Whether or not string theory describes nature, there is no doubt that we have stumbled upon an exceptionally huge and elegant structure which might be very difficult to abandon. The formation of a new science or discipline is something that happens continually. For example, most statisticians do not consider themselves mathematicians. In many academic institutions departments of mathematics now call themselves “mathematics and statistics.” Some have already detached into separate departments of statistics. Perhaps the future holds a similar fate for the unphysical as well as not-so-purely-mathematical new science of string theory.
This kind of argument may convince physics departments that string theorists don’t belong there, while at the same time not convincing university administrations to start a separate string theory department. Already this spring the news from the Theoretical Particle Physics Rumor Mill is pretty grim for string theorists, with virtually all tenure-track positions going to phenomenologists.
I have some sympathy for the argument that there are mathematically interesting aspects of string theory (these don’t include the string theory landscape), but the way for people to pursue such topics is to get some serious mathematical training and go to work in a math department.
The argument Emam is making reflects in somewhat extreme form a prevalent opinion among string theorists, that the failure of hopes for the theory, even if real, is not something that requires them to change what they are doing. This attitude is all too likely to lead to disaster.
Update: A colleague pointed out this graphic from Wired magazine. Note the lower right-hand corner…
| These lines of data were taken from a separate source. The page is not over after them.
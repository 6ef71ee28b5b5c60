//! ShiftForge Render - schedule grids from solved assignments
//!
//! Turns an [`Assignment`](shiftforge_core::Assignment) into a
//! [`ScheduleGrid`]: one row per employee, one (start, end) column pair per
//! horizon day, plus totals. Grids are written as CSV, JSON or a plain-text
//! table.

pub mod clock;
pub mod csv;
pub mod error;
pub mod grid;
pub mod table;

pub use clock::{format_clock, format_range, parse_clock, parse_clock_range};
pub use csv::CsvWriter;
pub use error::RenderError;
pub use grid::{Cell, GridRow, ScheduleGrid};
pub use table::TableView;
//! Tests for console formatting.

use super::*;

fn visitor(event: &str) -> EventVisitor {
    EventVisitor {
        event: Some(event.to_string()),
        ..EventVisitor::default()
    }
}

#[test]
fn test_unknown_events_are_silent() {
    assert!(format_event(&EventVisitor::default()).is_empty());
    assert!(format_event(&visitor("progress")).is_empty());
}

#[test]
fn test_plan_start_lists_dimensions() {
    let mut v = visitor("plan_start");
    v.employees = Some(1200);
    v.days = Some(7);
    v.strategy = Some("greedy".to_string());
    v.label = Some("week 12".to_string());

    let output = format_event(&v);
    assert!(output.contains("1,200"));
    assert!(output.contains("employees"));
    assert!(output.contains("greedy"));
    assert!(output.contains("week 12"));
}

#[test]
fn test_model_built_reports_space() {
    let mut v = visitor("model_built");
    v.variables = Some(10);
    v.constraints = Some(42);
    v.fixed = Some(3);

    let output = format_event(&v);
    assert!(output.contains("1.024 x 10^3"));
    assert!(output.contains("42"));
    assert!(output.contains("3"));
    assert!(output.contains("fixed"));
}

#[test]
fn test_status_is_uppercased() {
    let mut v = visitor("status_received");
    v.status = Some("infeasible".to_string());
    v.elapsed_ms = Some(1500);

    let output = format_event(&v);
    assert!(output.contains("INFEASIBLE"));
    assert!(output.contains("1.50s"));
}

#[test]
fn test_plan_end_counts_violations() {
    let mut v = visitor("plan_end");
    v.status = Some("feasible".to_string());
    assert!(!format_event(&v).contains("violations"));

    v.violations = Some(2);
    assert!(format_event(&v).contains("violations"));
}

#[test]
fn test_format_duration_ms() {
    assert_eq!(format_duration_ms(250), "250ms");
    assert_eq!(format_duration_ms(2500), "2.50s");
    assert_eq!(format_duration_ms(125_000), "2m 5s");
}

#[test]
fn test_search_space() {
    assert_eq!(search_space(0), "1");
    assert_eq!(search_space(1), "2.000 x 10^0");
    assert_eq!(search_space(20), "1.049 x 10^6");
}

#[test]
fn test_init_is_idempotent() {
    init_quiet();
    init_quiet();
    tracing::info!(event = "plan_start", employees = 1u64, days = 7u64);
}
Update: Over at Dmitry Podolsky’s blog, in the context of a discussion of how Lubos’s blog makes much more sense than this one, Jacques Distler explains what it’s like for string theorists these days trying to recruit students:
Unfortunately, I’ve seen a number of prospective graduate students, who spent their undergraduate days as avid readers of Woit’s blog, and whose perspective on high energy physics is now so hopelessly divorced from reality that the best one can do is smile and nod one’s head pleasantly and say, “I hear the condensed matter group has openings.”